---- INFORMATION

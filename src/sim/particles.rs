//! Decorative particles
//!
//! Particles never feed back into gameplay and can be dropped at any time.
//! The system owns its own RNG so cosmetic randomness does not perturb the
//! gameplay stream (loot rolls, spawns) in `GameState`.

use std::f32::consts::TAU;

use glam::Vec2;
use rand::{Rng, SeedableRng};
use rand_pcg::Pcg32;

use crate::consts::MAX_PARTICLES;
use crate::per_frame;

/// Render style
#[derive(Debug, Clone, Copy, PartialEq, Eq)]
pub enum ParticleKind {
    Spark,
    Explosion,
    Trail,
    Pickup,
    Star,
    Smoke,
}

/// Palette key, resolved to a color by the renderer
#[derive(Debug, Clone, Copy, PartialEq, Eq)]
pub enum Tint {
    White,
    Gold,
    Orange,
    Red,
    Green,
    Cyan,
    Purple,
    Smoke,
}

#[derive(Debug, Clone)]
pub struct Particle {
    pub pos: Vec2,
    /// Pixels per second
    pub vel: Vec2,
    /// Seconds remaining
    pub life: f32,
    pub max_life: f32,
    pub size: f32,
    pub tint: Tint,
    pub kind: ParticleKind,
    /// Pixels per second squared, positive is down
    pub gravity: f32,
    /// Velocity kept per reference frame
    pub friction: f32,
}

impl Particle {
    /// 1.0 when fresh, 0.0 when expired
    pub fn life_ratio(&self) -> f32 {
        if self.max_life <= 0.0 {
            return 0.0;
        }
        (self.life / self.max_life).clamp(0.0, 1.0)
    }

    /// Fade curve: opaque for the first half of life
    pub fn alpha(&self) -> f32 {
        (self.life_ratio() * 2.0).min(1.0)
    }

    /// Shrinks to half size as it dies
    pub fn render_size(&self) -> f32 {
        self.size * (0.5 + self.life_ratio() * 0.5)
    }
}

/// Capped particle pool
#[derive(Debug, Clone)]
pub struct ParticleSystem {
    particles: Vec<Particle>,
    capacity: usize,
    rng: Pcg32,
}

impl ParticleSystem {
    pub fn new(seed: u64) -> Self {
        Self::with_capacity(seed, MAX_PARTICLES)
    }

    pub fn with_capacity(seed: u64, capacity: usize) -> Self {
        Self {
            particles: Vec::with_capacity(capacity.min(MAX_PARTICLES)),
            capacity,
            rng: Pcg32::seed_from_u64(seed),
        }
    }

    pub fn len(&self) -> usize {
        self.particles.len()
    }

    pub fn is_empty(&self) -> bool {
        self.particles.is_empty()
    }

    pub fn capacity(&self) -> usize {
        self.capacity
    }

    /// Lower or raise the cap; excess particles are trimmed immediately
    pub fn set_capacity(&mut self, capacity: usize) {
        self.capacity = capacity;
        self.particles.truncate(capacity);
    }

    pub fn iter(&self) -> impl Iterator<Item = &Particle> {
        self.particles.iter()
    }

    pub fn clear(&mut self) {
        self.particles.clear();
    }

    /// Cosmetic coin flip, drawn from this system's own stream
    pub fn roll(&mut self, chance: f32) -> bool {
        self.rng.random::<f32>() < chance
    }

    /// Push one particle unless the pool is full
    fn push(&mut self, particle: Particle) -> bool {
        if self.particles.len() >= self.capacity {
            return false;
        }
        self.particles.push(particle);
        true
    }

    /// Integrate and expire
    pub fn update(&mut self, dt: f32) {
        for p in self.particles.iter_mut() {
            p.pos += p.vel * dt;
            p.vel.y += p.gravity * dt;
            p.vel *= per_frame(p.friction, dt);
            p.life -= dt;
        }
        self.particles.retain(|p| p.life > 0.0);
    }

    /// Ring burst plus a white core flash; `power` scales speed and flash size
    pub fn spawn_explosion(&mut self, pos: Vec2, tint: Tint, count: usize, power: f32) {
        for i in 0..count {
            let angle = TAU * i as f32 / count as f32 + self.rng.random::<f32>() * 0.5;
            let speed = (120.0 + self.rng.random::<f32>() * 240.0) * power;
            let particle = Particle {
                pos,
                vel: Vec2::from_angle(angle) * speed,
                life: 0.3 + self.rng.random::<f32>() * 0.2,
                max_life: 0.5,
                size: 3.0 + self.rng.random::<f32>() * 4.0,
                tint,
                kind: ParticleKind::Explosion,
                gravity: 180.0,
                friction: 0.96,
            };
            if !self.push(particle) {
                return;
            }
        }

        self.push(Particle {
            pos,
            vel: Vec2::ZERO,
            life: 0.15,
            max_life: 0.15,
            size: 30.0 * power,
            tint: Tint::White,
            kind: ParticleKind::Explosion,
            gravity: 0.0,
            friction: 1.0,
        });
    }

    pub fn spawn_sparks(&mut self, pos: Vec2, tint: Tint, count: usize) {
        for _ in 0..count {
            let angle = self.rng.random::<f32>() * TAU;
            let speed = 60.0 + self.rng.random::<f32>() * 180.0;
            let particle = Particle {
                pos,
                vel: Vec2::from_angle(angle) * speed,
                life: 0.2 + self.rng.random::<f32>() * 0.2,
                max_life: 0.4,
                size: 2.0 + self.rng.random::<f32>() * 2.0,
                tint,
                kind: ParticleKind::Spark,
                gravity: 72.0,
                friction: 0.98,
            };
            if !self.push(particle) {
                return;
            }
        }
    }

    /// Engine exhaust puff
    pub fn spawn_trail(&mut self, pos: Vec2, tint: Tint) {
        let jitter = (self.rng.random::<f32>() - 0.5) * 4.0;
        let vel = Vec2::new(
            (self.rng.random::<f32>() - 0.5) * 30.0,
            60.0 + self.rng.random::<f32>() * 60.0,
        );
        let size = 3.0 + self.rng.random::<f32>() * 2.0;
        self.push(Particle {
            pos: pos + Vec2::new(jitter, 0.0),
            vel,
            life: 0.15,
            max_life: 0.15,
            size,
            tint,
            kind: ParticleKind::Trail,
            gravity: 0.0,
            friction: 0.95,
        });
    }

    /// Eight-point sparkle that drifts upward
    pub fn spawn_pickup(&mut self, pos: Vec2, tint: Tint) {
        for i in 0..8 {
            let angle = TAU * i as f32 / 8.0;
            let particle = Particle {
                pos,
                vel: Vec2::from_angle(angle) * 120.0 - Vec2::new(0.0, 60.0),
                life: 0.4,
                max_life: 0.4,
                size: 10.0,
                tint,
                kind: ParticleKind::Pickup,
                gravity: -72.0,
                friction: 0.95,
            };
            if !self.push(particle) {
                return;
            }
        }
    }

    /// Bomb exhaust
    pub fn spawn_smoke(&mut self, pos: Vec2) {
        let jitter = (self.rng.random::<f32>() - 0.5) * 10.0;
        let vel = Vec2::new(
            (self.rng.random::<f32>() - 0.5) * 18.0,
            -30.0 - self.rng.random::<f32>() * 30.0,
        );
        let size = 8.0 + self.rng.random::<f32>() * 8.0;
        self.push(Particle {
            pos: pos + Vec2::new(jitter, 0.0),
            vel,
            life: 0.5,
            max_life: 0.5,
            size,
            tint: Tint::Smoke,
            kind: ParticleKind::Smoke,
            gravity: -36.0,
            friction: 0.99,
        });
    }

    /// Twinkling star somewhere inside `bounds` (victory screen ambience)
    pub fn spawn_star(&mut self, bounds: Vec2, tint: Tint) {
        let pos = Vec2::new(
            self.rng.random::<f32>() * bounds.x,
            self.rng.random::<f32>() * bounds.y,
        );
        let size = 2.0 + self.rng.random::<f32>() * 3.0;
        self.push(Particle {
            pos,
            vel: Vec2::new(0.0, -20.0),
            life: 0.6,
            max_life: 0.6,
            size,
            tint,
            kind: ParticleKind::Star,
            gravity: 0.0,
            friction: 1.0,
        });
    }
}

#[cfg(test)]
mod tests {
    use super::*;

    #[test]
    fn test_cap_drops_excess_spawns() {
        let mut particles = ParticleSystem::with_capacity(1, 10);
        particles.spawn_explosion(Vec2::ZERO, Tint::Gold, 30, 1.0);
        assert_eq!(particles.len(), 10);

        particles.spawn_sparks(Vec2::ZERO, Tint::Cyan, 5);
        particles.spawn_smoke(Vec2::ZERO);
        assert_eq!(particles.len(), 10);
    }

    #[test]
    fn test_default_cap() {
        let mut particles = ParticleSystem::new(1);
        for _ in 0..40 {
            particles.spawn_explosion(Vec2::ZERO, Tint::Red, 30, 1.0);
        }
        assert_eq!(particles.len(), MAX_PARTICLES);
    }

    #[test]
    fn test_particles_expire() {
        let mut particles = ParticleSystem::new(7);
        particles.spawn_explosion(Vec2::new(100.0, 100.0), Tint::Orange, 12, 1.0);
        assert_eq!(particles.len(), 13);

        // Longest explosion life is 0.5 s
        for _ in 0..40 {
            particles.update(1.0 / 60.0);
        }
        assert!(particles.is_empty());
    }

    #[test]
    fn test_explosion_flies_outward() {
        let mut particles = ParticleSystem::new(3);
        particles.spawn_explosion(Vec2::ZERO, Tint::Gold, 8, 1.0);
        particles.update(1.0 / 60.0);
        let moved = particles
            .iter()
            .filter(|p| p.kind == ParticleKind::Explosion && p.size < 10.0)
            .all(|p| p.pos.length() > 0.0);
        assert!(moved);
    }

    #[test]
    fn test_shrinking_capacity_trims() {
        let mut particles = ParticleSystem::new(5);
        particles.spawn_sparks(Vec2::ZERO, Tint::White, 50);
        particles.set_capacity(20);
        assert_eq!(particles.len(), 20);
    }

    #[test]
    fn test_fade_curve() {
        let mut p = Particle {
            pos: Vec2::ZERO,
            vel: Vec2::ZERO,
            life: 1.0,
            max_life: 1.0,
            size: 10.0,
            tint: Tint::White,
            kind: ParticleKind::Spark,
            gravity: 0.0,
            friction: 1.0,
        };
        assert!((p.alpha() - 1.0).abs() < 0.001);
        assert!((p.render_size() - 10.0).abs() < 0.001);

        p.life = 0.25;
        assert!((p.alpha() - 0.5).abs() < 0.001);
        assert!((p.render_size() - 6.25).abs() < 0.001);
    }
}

--------

DESCRIPTION OF THE TASK »
Count the lines in the listing that hold the word "jitter", then give the number and nothing else.

SOLUTION »
4